In difficult economic times, people hope that they can meet all their financial obligations. However, there are times when that just isn’t possible. While there are some safety nets that can provide debt relief, there are times when people face losing their possessions. In particular, people’s homes can often be at risk if they cannot pay their mortgage. Through a legal process called foreclosure, a bank can claim ownership over a Tennessee home.
However, in order for a bank to foreclose on a home, the bank — or other lending institution — must follow very specific legal guidelines. There are consumer protection statutes in place to keep people from losing their home before these steps have been taken.
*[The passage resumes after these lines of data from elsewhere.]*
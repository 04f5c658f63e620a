//! Shared HTTP client tuned for probing.
//!
//! Certificate validation is disabled, redirects are never followed, and
//! every request carries a randomly chosen browser `User-Agent`. One client
//! is built per run and shared by all probe workers; its connection pool
//! handles concurrent use.

use super::limiter::HostLimiter;
use super::traits::{Fetcher, HttpResponse};
use crate::config::TLS_HANDSHAKE_TIMEOUT;
use crate::error::{ConfigError, ConfigResult, FetchError, FetchResult};
use async_trait::async_trait;
use rand::seq::SliceRandom;
use reqwest::header::{ACCEPT, LOCATION, USER_AGENT};
use reqwest::{redirect, Method};
use std::error::Error as StdError;
use std::sync::Arc;
use std::time::Duration;

/// Idle connections kept per host.
const MAX_IDLE_PER_HOST: usize = 250;

/// Browser signatures rotated across requests.
const USER_AGENTS: &[&str] = &[
    "Mozilla/5.0 (Windows NT 10.0; Win64; x64) AppleWebKit/537.36 (KHTML, like Gecko) Chrome/114.0.0.0 Safari/537.36",
    "Mozilla/5.0 (Macintosh; Intel Mac OS X 10_15_7) AppleWebKit/605.1.15 (KHTML, like Gecko) Version/15.1 Safari/605.1.15",
    "Mozilla/5.0 (X11; Linux x86_64) AppleWebKit/537.36 (KHTML, like Gecko) Chrome/110.0.0.0 Safari/537.36",
    "Mozilla/5.0 (iPhone; CPU iPhone OS 14_0 like Mac OS X) AppleWebKit/605.1.15 (KHTML, like Gecko) Version/14.0 Mobile/15A372 Safari/604.1",
    "Mozilla/5.0 (Windows NT 6.1; Win64; x64) AppleWebKit/537.36 (KHTML, like Gecko) Firefox/112.0",
    "Mozilla/5.0 (Linux; Android 11; SM-G991B) AppleWebKit/537.36 (KHTML, like Gecko) Chrome/93.0.4577.82 Mobile Safari/537.36",
    "Mozilla/5.0 (Linux x86_64; rv:91.0) Gecko/20100101 Firefox/91.0",
    "Mozilla/5.0 (Linux x86_64; rv:96.0) Gecko/20100101 Firefox/96.0",
    "Mozilla/5.0 (Macintosh; Intel Mac OS X 10.10; rv:57.0) Gecko/20100101 Firefox/57.0",
    "Mozilla/5.0 (Macintosh; Intel Mac OS X 12_1) AppleWebKit/537.36 (KHTML, like Gecko) Chrome/97.0.4692.99 Safari/537.36",
    "Mozilla/5.0 (Macintosh; Intel Mac OS X 12.1; rv:91.0) Gecko/20100101 Firefox/91.0",
    "Mozilla/5.0 (Macintosh; Intel Mac OS X 12.1; rv:96.0) Gecko/20100101 Firefox/96.0",
    "Mozilla/5.0 (Windows NT 10.0; WOW64) AppleWebKit/537.36 (KHTML, like Gecko) Chrome/63.0.3239.132 Safari/537.36",
    "Mozilla/5.0 (Windows NT 10.0; WOW64) AppleWebKit/537.36 (KHTML, like Gecko) Chrome/63.0.3239.84 Safari/537.36",
    "Mozilla/5.0 (Windows NT 10.0; WOW64) AppleWebKit/537.36 (KHTML, like Gecko) Chrome/97.0.4692.99 Safari/537.36",
    "Mozilla/5.0 (Windows NT 10.0; WOW64; x64) AppleWebKit/537.36 (KHTML, like Gecko) Chrome/97.0.4692.99 Safari/537.36 OPR/83.0.4254.16",
    "Mozilla/5.0 (X11; Fedora; Linux x86_64; rv:57.0) Gecko/20100101 Firefox/57.0",
    "Mozilla/5.0 (X11; Fedora; Linux x86_64; rv:91.0) Gecko/20100101 Firefox/91.0",
    "Mozilla/5.0 (X11; Fedora; Linux x86_64; rv:96.0) Gecko/20100101 Firefox/96.0",
    "Mozilla/5.0 (X11; Linux i686; rv:91.0) Gecko/20100101 Firefox/91.0",
    "Mozilla/5.0 (X11; Linux i686; rv:96.0) Gecko/20100101 Firefox/96.0",
    "Mozilla/5.0 (X11; Linux x86_64) AppleWebKit/537.36 (KHTML, like Gecko) Chrome/63.0.3239.108 Safari/537.36",
    "Mozilla/5.0 (X11; Linux x86_64) AppleWebKit/537.36 (KHTML, like Gecko) Chrome/63.0.3239.132 Safari/537.36",
    "Mozilla/5.0 (X11; Linux x86_64) AppleWebKit/537.36 (KHTML, like Gecko) Chrome/63.0.3239.84 Safari/537.36",
    "Mozilla/5.0 (X11; Linux x86_64) AppleWebKit/537.36 (KHTML, like Gecko) Chrome/97.0.4692.99 Safari/537.36",
    "Mozilla/5.0 (X11; Linux x86_64) AppleWebKit/537.36 (KHTML, like Gecko) Chrome/97.0.4692.99 Safari/537.36 OPR/83.0.4254.16",
    "Mozilla/5.0 (X11; Linux x86_64) AppleWebKit/537.36 (KHTML, like Gecko) Ubuntu Chromium/63.0.3239.84 Chrome/63.0.3239.84 Safari/537.36",
    "Mozilla/5.0 (X11; Linux x86_64; rv:57.0) Gecko/20100101 Firefox/57.0",
    "Mozilla/5.0 (X11; Ubuntu; Linux x86_64; rv:91.0) Gecko/20100101 Firefox/91.0",
    "Mozilla/5.0 (X11; Ubuntu; Linux x86_64; rv:96.0) Gecko/20100101 Firefox/96.0",
];

/// Pick a user agent uniformly at random.
pub fn random_user_agent() -> &'static str {
    USER_AGENTS
        .choose(&mut rand::thread_rng())
        .copied()
        .unwrap_or(USER_AGENTS[0])
}

/// Render a reqwest error with its full source chain.
///
/// reqwest's own message is usually just "error sending request"; the
/// useful part (refused, DNS, TLS) lives further down the chain.
fn describe(err: &reqwest::Error) -> String {
    let mut message = err.to_string();
    let mut source = err.source();
    while let Some(cause) = source {
        message.push_str(": ");
        message.push_str(&cause.to_string());
        source = cause.source();
    }
    message
}

/// HTTP client for probing.
#[derive(Debug, Clone)]
pub struct HttpClient {
    client: reqwest::Client,
    limiter: Arc<HostLimiter>,
}

impl HttpClient {
    /// Build a client with the given overall request timeout.
    pub fn new(timeout: Duration) -> ConfigResult<Self> {
        Self::with_host_limiter(timeout, HostLimiter::default())
    }

    /// Build a client whose per-host concurrency is capped by `limiter`.
    pub fn with_host_limiter(timeout: Duration, limiter: HostLimiter) -> ConfigResult<Self> {
        let client = reqwest::Client::builder()
            .danger_accept_invalid_certs(true)
            .redirect(redirect::Policy::none())
            .timeout(timeout)
            .connect_timeout(TLS_HANDSHAKE_TIMEOUT)
            .pool_max_idle_per_host(MAX_IDLE_PER_HOST)
            .build()
            .map_err(|e| ConfigError::Client(e.to_string()))?;

        Ok(Self {
            client,
            limiter: Arc::new(limiter),
        })
    }

    /// Send a request and drain the body, counting bytes.
    pub async fn fetch(&self, method: Method, url: &str) -> FetchResult<HttpResponse> {
        let _permit = self.limiter.acquire(url).await;

        let mut response = self
            .client
            .request(method, url)
            .header(USER_AGENT, random_user_agent())
            .header(ACCEPT, "*/*")
            .send()
            .await
            .map_err(|e| FetchError::Transport(describe(&e)))?;

        let status = response.status();
        let location = response
            .headers()
            .get(LOCATION)
            .and_then(|value| value.to_str().ok())
            .map(str::to_string);

        let mut body_size = 0u64;
        loop {
            match response.chunk().await {
                Ok(Some(chunk)) => body_size += chunk.len() as u64,
                Ok(None) => break,
                Err(e) => {
                    return Err(FetchError::Body {
                        status,
                        reason: describe(&e),
                    })
                }
            }
        }

        Ok(HttpResponse {
            url: url.to_string(),
            status,
            location,
            body_size,
        })
    }

    /// GET `url` and return the body bytes. Non-2xx responses are errors.
    pub async fn get_bytes(&self, url: &str) -> FetchResult<Vec<u8>> {
        let response = self
            .client
            .get(url)
            .header(USER_AGENT, random_user_agent())
            .header(ACCEPT, "*/*")
            .send()
            .await
            .map_err(|e| FetchError::Transport(describe(&e)))?;

        let status = response.status();
        if !status.is_success() {
            return Err(FetchError::Transport(format!("unexpected status {}", status)));
        }

        let bytes = response.bytes().await.map_err(|e| FetchError::Body {
            status,
            reason: describe(&e),
        })?;

        Ok(bytes.to_vec())
    }
}

#[async_trait]
impl Fetcher for HttpClient {
    async fn get(&self, url: &str) -> FetchResult<HttpResponse> {
        self.fetch(Method::GET, url).await
    }
}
When lending institutions fail to adhere to these foreclosure proceedings, homeowners may have legal rights.
Recently, Tennessee homeowners that lost their homes to foreclosure between Jan. 1, 2009 and Dec. 31, 2012 may have received compensation. Ocwen — a national lending institution — was paying Tennessee residents for illegal foreclosures and other servicing abuses according to the terms of a settlement reached with the federal government. In total, $2.6 million was being given to more than 2,000 Tennessee residents. On average, residents will receive around $1,100. The company will also provide loan modifications and principal reductions for debtors as part of the settlement.
Tennessee residents who risk losing their homes to foreclosure should understand their legal options. They also need to make sure the lending institute takes all proper steps before a foreclosure is completed. By protecting these rights people may be able to remain in their home. Sometimes people have options — like filing for bankruptcy — that can stop a foreclosure from happening.